Records from a collection
*** Block opens ***

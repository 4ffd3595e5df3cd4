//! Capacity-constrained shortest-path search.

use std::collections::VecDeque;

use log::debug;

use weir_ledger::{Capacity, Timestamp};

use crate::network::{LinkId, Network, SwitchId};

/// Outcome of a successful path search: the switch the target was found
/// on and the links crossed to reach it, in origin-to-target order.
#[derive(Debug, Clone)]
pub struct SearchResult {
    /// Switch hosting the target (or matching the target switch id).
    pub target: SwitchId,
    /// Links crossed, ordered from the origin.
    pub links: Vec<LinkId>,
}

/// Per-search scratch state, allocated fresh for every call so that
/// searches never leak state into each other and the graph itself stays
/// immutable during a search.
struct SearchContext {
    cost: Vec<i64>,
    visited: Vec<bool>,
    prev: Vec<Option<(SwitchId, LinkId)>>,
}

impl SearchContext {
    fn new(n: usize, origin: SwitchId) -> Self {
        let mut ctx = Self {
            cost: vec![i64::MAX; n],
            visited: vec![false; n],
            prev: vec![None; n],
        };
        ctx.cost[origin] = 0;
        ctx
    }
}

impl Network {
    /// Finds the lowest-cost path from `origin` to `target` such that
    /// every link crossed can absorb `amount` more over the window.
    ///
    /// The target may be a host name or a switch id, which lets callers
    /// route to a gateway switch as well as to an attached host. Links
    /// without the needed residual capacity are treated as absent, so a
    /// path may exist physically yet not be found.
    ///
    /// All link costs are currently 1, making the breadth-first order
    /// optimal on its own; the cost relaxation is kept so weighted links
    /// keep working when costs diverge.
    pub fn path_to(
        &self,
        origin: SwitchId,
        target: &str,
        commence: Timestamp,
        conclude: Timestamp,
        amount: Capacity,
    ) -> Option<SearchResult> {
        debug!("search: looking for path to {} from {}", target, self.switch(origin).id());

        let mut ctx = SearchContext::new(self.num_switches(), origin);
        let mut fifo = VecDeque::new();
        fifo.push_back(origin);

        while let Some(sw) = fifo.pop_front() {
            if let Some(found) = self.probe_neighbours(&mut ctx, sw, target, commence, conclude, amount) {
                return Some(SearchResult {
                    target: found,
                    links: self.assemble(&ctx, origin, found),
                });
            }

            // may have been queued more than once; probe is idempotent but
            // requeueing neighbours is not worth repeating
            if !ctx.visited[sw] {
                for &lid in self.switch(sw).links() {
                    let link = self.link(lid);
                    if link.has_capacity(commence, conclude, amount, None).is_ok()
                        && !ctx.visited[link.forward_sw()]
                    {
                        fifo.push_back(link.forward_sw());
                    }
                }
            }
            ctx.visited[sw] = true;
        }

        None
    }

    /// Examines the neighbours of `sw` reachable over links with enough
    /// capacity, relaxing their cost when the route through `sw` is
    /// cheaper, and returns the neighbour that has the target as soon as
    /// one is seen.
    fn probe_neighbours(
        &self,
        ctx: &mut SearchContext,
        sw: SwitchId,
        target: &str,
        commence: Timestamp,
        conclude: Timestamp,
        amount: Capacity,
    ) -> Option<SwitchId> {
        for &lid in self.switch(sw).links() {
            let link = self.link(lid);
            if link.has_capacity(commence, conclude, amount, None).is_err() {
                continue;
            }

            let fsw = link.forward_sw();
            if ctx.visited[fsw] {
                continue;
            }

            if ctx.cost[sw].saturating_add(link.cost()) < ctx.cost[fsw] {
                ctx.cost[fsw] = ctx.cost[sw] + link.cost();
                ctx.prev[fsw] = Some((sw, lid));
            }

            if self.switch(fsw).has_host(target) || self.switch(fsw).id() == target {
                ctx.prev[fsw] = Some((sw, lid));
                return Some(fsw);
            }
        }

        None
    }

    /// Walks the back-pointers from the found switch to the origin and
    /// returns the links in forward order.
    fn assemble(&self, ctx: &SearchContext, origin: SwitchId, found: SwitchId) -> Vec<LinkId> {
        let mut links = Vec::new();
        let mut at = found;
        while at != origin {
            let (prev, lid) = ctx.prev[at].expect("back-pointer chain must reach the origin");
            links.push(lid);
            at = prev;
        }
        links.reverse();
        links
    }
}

*** Block closes ***
*** Block opens ***

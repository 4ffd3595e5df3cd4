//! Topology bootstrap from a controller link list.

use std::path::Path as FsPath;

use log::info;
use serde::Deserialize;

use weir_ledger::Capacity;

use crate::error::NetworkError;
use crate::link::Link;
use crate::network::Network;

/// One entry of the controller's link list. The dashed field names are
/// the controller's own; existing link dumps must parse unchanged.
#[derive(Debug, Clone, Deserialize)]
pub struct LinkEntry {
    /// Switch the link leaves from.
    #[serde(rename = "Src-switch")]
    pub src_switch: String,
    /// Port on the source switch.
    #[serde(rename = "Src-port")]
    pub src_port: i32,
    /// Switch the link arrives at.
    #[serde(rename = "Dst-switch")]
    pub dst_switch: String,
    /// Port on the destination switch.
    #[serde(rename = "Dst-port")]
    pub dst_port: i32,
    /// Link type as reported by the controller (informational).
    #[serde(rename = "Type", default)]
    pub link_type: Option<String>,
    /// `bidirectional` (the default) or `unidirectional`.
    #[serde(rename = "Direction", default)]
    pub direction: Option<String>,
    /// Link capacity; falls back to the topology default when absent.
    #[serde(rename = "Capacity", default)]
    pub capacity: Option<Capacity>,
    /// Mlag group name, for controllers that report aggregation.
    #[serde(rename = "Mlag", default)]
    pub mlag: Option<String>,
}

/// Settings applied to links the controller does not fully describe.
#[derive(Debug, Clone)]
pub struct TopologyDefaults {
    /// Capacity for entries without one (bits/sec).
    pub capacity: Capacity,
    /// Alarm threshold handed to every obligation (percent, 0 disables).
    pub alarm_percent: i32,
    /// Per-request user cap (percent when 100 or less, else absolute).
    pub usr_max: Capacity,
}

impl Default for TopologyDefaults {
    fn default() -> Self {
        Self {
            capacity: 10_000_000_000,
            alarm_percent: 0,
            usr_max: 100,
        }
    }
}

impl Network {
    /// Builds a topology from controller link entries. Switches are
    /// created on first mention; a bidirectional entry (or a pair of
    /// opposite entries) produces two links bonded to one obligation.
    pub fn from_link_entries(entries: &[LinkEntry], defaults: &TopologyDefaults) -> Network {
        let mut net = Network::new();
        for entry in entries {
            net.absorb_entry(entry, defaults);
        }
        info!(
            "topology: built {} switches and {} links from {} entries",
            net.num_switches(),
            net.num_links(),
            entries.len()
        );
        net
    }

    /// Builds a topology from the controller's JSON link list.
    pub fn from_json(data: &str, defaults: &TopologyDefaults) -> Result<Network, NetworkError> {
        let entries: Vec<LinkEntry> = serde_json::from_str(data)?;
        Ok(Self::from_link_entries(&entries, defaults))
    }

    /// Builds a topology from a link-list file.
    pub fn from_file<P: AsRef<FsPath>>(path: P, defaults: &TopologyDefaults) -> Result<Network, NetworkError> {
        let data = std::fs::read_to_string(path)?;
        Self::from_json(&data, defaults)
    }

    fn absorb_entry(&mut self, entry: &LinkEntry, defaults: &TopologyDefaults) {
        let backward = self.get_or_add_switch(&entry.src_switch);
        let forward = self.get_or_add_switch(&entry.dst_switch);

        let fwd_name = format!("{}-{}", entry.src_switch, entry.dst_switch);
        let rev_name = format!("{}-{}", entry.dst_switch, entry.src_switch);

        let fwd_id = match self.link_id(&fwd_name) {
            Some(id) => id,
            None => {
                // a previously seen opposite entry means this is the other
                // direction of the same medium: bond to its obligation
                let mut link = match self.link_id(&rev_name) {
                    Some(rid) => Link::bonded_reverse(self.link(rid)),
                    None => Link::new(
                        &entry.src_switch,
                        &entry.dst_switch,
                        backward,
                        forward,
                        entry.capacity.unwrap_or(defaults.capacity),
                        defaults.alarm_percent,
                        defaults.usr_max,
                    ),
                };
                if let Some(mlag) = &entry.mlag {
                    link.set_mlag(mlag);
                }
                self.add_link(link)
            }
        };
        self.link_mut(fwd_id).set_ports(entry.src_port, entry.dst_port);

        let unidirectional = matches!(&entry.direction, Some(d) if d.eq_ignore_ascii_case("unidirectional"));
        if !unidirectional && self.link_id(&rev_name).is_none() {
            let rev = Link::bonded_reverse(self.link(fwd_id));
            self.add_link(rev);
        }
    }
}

*** Block closes ***

Pull every line that holds the string "fifo" out of the records.

◆ **WRITTEN ANSWER**:
        let mut fifo = VecDeque::new();
        fifo.push_back(origin);
        while let Some(sw) = fifo.pop_front() {
                        fifo.push_back(link.forward_sw());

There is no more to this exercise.